Keywords: Visualization, Python, Matplotlib, Pandas, Seaborn, R, ggplot2, graphics, EDA
Visualization, for both data exploration and presentation of results, is an essential in any statistician’s toolbox. Most statisticians use one or more visualization software packages. However, there is little awareness in the statistical community of the visualization capability available in Python. This tutorial presentation will familiarize statisticians with the powerful visualization tools available in Python.
Many statisticians are familiar with R, including ggplot2 for visualization. We will use these packages as a reference point to introduce attendees to the parallel capabilities in Python. The focus will be on the most commonly used Python scientific visualization packages, Matplotlib, Pandas, and Seaborn.

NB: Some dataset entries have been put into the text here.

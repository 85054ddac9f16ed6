use api::{
    types::{Domain, ShaderStage},
    Backend,
};
use serde::{Deserialize, Serialize};

use crate::{context::Context, resource::ResourceId};

pub const MAX_CONSTANT_BUFFERS: usize = 16;
pub const MAX_SHADER_BUFFERS: usize = 16;
pub const MAX_SAMPLER_VIEWS: usize = 32;
pub const MAX_SHADER_IMAGES: usize = 8;
pub const MAX_VERTEX_BUFFERS: usize = 32;
pub const MAX_STREAM_OUTPUT_TARGETS: usize = 4;

/// A storage buffer binding.
#[derive(Debug, Copy, Clone, PartialEq, Eq, Hash, Serialize, Deserialize)]
pub struct ShaderBuffer {
    pub resource: ResourceId,
    pub writable: bool,
}

/// A storage image binding.
#[derive(Debug, Copy, Clone, PartialEq, Eq, Hash, Serialize, Deserialize)]
pub struct ShaderImage {
    pub resource: ResourceId,
    pub writable: bool,
}

/// The kind of a single bind, which determines the counters it moves.
#[derive(Debug, Copy, Clone, PartialEq, Eq)]
pub(crate) enum BindKind {
    ConstantBuffer,
    ShaderBuffer { writable: bool },
    SamplerView,
    ShaderImage { writable: bool },
    VertexBuffer { slot: u32 },
    StreamOutput,
    BindlessTexture,
    BindlessImage { writable: bool },
}

/// Every slot-based binding point.
#[derive(Default)]
pub(crate) struct Bindings {
    constant_buffers: [[Option<ResourceId>; MAX_CONSTANT_BUFFERS]; ShaderStage::COUNT],
    shader_buffers: [[Option<ShaderBuffer>; MAX_SHADER_BUFFERS]; ShaderStage::COUNT],
    sampler_views: [[Option<ResourceId>; MAX_SAMPLER_VIEWS]; ShaderStage::COUNT],
    shader_images: [[Option<ShaderImage>; MAX_SHADER_IMAGES]; ShaderStage::COUNT],
    vertex_buffers: [Option<ResourceId>; MAX_VERTEX_BUFFERS],
    stream_outputs: [Option<ResourceId>; MAX_STREAM_OUTPUT_TARGETS],
}

impl BindKind {
    #[inline(always)]
    pub fn is_write(self) -> bool {
        match self {
            BindKind::ShaderBuffer { writable }
            | BindKind::ShaderImage { writable }
            | BindKind::BindlessImage { writable } => writable,
            BindKind::StreamOutput => true,
            _ => false,
        }
    }

    /// Binds that require the image to be in the general layout.
    #[inline(always)]
    pub fn is_image(self) -> bool {
        matches!(
            self,
            BindKind::ShaderImage { .. } | BindKind::BindlessImage { .. }
        )
    }
}

impl Bindings {
    /// Every resource bound in `domain`. A resource bound in several slots appears several
    /// times.
    pub fn bound(&self, domain: Domain) -> impl Iterator<Item = ResourceId> + '_ {
        let stages = ShaderStage::ALL
            .into_iter()
            .filter(move |stage| stage.domain() == domain);

        let per_stage = stages.flat_map(move |stage| {
            let s = stage.idx();
            self.constant_buffers[s]
                .iter()
                .flatten()
                .copied()
                .chain(self.shader_buffers[s].iter().flatten().map(|b| b.resource))
                .chain(self.sampler_views[s].iter().flatten().copied())
                .chain(self.shader_images[s].iter().flatten().map(|i| i.resource))
        });

        let fixed_function: &[Option<ResourceId>] = match domain {
            Domain::Graphics => &self.vertex_buffers,
            Domain::Compute => &[],
        };
        let stream_outputs: &[Option<ResourceId>] = match domain {
            Domain::Graphics => &self.stream_outputs,
            Domain::Compute => &[],
        };

        per_stage
            .chain(fixed_function.iter().flatten().copied())
            .chain(stream_outputs.iter().flatten().copied())
    }
}

impl<B: Backend> Context<B> {
    /// Binds a uniform buffer to `slot` of `stage`, or unbinds the slot with `None`.
    pub fn set_constant_buffer(
        &mut self,
        stage: ShaderStage,
        slot: usize,
        buffer: Option<ResourceId>,
    ) {
        let old = self.bindings.constant_buffers[stage.idx()][slot];
        if old == buffer {
            return;
        }

        if let Some(old) = old {
            self.unbind_resource(old, stage.domain(), Some(stage), BindKind::ConstantBuffer);
        }

        if let Some(new) = buffer {
            self.bind_resource(new, stage.domain(), Some(stage), BindKind::ConstantBuffer);
        }

        self.bindings.constant_buffers[stage.idx()][slot] = buffer;
    }

    /// Binds storage buffers starting at `start`. Bit `i` of `writable_mask` marks
    /// `buffers[i]` as written by the shader.
    pub fn set_shader_buffers(
        &mut self,
        stage: ShaderStage,
        start: usize,
        buffers: &[Option<ResourceId>],
        writable_mask: u32,
    ) {
        for (i, buffer) in buffers.iter().enumerate() {
            let slot = start + i;
            let new = buffer.map(|resource| ShaderBuffer {
                resource,
                writable: writable_mask & (1 << i) != 0,
            });

            let old = self.bindings.shader_buffers[stage.idx()][slot];
            if old == new {
                continue;
            }

            if let Some(old) = old {
                self.unbind_resource(
                    old.resource,
                    stage.domain(),
                    Some(stage),
                    BindKind::ShaderBuffer {
                        writable: old.writable,
                    },
                );
            }

            if let Some(new) = new {
                self.bind_resource(
                    new.resource,
                    stage.domain(),
                    Some(stage),
                    BindKind::ShaderBuffer {
                        writable: new.writable,
                    },
                );
            }

            self.bindings.shader_buffers[stage.idx()][slot] = new;
        }
    }

    /// Binds sampled images starting at `start`.
    pub fn set_sampler_views(
        &mut self,
        stage: ShaderStage,
        start: usize,
        views: &[Option<ResourceId>],
    ) {
        for (i, view) in views.iter().enumerate() {
            let slot = start + i;
            let old = self.bindings.sampler_views[stage.idx()][slot];
            if old == *view {
                continue;
            }

            if let Some(old) = old {
                self.unbind_resource(old, stage.domain(), Some(stage), BindKind::SamplerView);
            }

            if let Some(new) = *view {
                self.bind_resource(new, stage.domain(), Some(stage), BindKind::SamplerView);
            }

            self.bindings.sampler_views[stage.idx()][slot] = *view;
        }
    }

    /// Binds storage images starting at `start`.
    pub fn set_shader_images(
        &mut self,
        stage: ShaderStage,
        start: usize,
        images: &[Option<ShaderImage>],
    ) {
        for (i, image) in images.iter().enumerate() {
            let slot = start + i;
            let old = self.bindings.shader_images[stage.idx()][slot];
            if old == *image {
                continue;
            }

            if let Some(old) = old {
                self.unbind_resource(
                    old.resource,
                    stage.domain(),
                    Some(stage),
                    BindKind::ShaderImage {
                        writable: old.writable,
                    },
                );
            }

            if let Some(new) = *image {
                self.bind_resource(
                    new.resource,
                    stage.domain(),
                    Some(stage),
                    BindKind::ShaderImage {
                        writable: new.writable,
                    },
                );
            }

            self.bindings.shader_images[stage.idx()][slot] = *image;
        }
    }

    /// Binds vertex buffers starting at `start`.
    pub fn set_vertex_buffers(&mut self, start: usize, buffers: &[Option<ResourceId>]) {
        for (i, buffer) in buffers.iter().enumerate() {
            let slot = start + i;
            let old = self.bindings.vertex_buffers[slot];
            if old == *buffer {
                continue;
            }

            let kind = BindKind::VertexBuffer { slot: slot as u32 };
            if let Some(old) = old {
                self.unbind_resource(old, Domain::Graphics, None, kind);
            }

            if let Some(new) = *buffer {
                self.bind_resource(new, Domain::Graphics, None, kind);
            }

            self.bindings.vertex_buffers[slot] = *buffer;
        }
    }

    /// Replaces every stream output target.
    pub fn set_stream_output_targets(&mut self, targets: &[Option<ResourceId>]) {
        assert!(
            targets.len() <= MAX_STREAM_OUTPUT_TARGETS,
            "too many stream output targets"
        );

        for slot in 0..MAX_STREAM_OUTPUT_TARGETS {
            let new = targets.get(slot).copied().flatten();
            let old = self.bindings.stream_outputs[slot];
            if old == new {
                continue;
            }

            if let Some(old) = old {
                self.unbind_resource(old, Domain::Graphics, None, BindKind::StreamOutput);
            }

            if let Some(new) = new {
                self.bind_resource(new, Domain::Graphics, None, BindKind::StreamOutput);
            }

            self.bindings.stream_outputs[slot] = new;
        }
    }

    /// Adds a bind and queues the barriers it needs. Binding never records a barrier itself.
    pub(crate) fn bind_resource(
        &mut self,
        id: ResourceId,
        domain: Domain,
        stage: Option<ShaderStage>,
        kind: BindKind,
    ) {
        let Some(state) = self.resources.state_mut(id) else {
            panic!("bound unknown resource {id:?}");
        };

        state.add_bind(domain, stage, kind);
        let is_buffer = state.is_buffer;
        let other_binds = state.bind_count[domain.other().idx()];

        self.scheduler.enqueue(id, domain);
        if is_buffer {
            // A new writer must be ordered against readers in the other domain.
            if kind.is_write() && other_binds > 0 {
                self.scheduler.enqueue(id, domain.other());
            }
        } else {
            self.check_for_layout_update(id, domain);
        }
    }

    /// Removes a bind. Resources left without binds in `domain` stop being tracked there.
    pub(crate) fn unbind_resource(
        &mut self,
        id: ResourceId,
        domain: Domain,
        stage: Option<ShaderStage>,
        kind: BindKind,
    ) {
        let Some(state) = self.resources.state_mut(id) else {
            return;
        };

        let last = state.remove_bind(domain, stage, kind);
        let layout_changes =
            !state.is_buffer && kind.is_image() && state.image_bind_count[domain.idx()] == 0;

        if last {
            self.scheduler.remove(id, domain);
        } else if layout_changes {
            self.check_for_layout_update(id, domain);
        }
    }

    /// Keeps every resource bound in `domain` alive until the current batch completes.
    pub(crate) fn reference_bound(&mut self, domain: Domain) {
        puffin::profile_function!();

        let bound = self
            .bindings
            .bound(domain)
            .chain(self.bindless.resident());
        for id in bound {
            if let Some(entry) = self.resources.get_mut(id) {
                self.batch.reference_resource(&mut entry.state, &entry.object);
            }
        }
    }
}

The basis of scientific visualization in Python is the low level Matplotlib package. Other Python statistical visualization packages are built on top of Matplotlib. Thus, there is considerable consistency through the Python scientific visualization stack. A basic understanding of Matplotlib allows users to perform significant customization of plots made with other Python visualization packages. Both the Pandas plotting methods and the Seaborn package are built on Matplotlib, allowing for significant extension and customization.
The Pandas data frame package provides powerful tools to manage and transform raw data. Much of the functionality in this package will be familiar to R data frame users, but Pandas includes some powerful extensions. Additionally, Pandas includes some useful exploratory visualization methods.
The Seaborn package is a powerful and innovative statistical visualization package. Seaborn has many capabilities found in ggplot2, but is currently not as extensive. However, Seaborn does includes some interesting innovations.
The presentation will be a live demonstration using a Jupyter notebook. The notebook, including all code, will be made publicly available.